#### TASK INSTRUCTIONS
In the data below, find every line that has the string "EventConnection", and copy it.
::::::::::
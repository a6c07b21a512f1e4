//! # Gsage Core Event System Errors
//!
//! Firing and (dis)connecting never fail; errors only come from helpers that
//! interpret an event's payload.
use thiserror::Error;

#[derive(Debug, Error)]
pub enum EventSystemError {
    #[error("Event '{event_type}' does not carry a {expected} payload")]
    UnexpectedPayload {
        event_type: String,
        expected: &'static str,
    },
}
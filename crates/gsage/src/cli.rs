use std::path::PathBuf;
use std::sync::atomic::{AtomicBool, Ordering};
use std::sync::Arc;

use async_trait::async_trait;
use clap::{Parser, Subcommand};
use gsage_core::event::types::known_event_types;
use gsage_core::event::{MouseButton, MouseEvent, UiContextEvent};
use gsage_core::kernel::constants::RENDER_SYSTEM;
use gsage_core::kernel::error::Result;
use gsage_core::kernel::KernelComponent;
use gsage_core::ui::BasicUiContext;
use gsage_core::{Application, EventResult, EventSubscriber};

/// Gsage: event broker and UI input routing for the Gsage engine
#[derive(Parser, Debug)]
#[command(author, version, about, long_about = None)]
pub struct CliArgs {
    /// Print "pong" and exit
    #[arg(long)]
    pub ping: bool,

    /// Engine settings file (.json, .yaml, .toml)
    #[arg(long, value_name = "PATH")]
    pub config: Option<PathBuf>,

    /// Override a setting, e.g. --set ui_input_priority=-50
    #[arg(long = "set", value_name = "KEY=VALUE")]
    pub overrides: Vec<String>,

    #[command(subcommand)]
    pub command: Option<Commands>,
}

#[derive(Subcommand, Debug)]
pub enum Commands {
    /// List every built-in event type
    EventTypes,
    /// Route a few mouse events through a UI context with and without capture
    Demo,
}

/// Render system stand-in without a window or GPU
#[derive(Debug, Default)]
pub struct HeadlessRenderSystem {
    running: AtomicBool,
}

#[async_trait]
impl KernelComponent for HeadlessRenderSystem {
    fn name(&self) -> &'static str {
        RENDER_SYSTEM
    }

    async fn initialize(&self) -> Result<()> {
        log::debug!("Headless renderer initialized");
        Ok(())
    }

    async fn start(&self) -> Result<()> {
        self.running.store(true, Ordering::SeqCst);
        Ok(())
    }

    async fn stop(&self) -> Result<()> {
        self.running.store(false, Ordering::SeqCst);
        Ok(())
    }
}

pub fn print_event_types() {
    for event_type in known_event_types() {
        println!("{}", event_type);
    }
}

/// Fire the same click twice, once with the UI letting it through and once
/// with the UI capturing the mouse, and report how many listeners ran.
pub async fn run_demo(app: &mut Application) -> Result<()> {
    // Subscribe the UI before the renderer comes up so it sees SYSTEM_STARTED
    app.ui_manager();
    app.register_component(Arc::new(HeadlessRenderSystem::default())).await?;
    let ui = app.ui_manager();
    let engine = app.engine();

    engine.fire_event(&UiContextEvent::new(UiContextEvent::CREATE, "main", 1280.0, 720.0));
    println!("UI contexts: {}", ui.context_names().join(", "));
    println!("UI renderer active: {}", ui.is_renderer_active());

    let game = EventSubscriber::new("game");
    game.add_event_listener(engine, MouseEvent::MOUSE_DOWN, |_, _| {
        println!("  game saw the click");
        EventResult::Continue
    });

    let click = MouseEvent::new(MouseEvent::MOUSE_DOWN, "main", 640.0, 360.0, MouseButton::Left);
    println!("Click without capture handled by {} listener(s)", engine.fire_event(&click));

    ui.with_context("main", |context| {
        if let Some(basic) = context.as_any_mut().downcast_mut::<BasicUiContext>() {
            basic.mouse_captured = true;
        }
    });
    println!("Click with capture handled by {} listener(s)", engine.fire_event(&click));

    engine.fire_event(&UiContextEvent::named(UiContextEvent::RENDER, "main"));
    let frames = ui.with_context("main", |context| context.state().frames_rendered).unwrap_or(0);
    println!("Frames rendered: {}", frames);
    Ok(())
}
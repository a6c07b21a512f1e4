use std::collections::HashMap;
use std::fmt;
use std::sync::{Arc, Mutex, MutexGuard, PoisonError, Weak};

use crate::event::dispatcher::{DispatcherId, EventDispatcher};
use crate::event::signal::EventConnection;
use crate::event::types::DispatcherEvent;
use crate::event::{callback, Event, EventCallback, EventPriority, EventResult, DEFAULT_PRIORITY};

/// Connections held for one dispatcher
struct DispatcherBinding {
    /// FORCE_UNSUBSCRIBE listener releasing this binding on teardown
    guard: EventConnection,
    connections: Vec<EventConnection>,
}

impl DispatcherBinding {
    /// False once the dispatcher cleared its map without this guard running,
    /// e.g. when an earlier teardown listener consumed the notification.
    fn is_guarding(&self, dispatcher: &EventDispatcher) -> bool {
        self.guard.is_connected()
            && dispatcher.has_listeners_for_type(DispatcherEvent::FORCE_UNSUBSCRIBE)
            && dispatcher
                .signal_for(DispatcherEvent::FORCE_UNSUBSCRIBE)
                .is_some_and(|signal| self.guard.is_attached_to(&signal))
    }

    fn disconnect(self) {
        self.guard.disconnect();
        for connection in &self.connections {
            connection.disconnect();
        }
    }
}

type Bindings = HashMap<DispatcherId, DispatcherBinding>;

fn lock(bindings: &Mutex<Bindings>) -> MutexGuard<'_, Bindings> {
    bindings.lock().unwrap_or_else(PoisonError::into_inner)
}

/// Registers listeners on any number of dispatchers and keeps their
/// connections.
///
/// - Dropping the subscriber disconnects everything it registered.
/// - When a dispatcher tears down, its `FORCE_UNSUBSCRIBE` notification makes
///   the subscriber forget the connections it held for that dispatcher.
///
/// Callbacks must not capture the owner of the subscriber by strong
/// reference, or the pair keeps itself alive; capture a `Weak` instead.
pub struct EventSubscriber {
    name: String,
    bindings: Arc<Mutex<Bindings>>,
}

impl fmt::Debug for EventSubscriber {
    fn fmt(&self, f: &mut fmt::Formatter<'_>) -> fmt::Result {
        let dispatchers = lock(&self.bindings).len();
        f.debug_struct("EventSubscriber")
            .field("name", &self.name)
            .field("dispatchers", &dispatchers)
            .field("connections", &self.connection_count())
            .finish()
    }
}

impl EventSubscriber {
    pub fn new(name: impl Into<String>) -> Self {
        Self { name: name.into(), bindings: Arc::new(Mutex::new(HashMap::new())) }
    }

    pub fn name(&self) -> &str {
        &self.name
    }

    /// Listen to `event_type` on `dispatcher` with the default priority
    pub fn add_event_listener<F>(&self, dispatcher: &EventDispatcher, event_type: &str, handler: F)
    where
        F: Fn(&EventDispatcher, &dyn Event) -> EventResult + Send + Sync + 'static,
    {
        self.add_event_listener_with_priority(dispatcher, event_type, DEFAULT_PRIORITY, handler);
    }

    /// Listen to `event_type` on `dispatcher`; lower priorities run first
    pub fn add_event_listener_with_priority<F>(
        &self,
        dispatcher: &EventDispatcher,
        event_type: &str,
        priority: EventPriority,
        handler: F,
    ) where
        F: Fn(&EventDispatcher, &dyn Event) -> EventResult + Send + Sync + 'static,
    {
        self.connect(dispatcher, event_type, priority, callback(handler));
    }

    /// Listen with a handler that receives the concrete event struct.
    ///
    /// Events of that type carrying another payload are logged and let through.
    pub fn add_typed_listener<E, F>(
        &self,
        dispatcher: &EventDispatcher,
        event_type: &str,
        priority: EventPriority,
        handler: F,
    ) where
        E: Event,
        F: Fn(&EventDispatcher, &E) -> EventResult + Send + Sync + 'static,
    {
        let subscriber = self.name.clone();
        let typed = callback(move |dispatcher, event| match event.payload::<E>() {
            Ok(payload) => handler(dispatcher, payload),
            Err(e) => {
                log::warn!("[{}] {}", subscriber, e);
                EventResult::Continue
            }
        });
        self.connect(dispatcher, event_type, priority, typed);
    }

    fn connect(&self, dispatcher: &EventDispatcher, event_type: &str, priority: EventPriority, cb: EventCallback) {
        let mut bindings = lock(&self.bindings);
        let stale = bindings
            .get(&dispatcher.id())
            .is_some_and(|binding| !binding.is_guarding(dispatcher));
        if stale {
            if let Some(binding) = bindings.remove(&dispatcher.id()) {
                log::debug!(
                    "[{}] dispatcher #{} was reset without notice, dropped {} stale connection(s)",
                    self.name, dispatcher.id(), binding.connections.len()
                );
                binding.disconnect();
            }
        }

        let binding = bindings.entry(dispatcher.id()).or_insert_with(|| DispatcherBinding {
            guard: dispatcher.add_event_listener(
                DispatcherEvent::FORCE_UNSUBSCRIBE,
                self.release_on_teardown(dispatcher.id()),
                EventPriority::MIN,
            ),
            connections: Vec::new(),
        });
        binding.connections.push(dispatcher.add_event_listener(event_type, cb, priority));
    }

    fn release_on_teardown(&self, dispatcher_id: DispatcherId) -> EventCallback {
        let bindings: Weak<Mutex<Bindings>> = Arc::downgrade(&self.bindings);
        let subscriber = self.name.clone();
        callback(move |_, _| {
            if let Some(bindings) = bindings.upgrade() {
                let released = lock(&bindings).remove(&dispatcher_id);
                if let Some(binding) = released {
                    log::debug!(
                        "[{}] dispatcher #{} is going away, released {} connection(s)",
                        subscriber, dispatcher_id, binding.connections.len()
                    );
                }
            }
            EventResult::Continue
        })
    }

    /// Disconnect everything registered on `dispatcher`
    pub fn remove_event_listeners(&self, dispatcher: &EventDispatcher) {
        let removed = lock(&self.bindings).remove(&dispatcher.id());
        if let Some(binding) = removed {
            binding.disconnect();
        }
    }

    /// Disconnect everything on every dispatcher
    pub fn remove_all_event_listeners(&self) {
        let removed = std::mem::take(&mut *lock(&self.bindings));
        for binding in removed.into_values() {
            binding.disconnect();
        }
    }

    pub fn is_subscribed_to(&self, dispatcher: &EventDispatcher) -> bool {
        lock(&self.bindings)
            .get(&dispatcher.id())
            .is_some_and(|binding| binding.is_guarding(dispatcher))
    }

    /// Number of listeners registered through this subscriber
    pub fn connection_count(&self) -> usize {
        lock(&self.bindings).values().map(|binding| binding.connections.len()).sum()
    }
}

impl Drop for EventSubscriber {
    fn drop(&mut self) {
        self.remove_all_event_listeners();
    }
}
::::::::::
#### TASK RESPONSE
use crate::event::signal::EventConnection;
    guard: EventConnection,
    connections: Vec<EventConnection>,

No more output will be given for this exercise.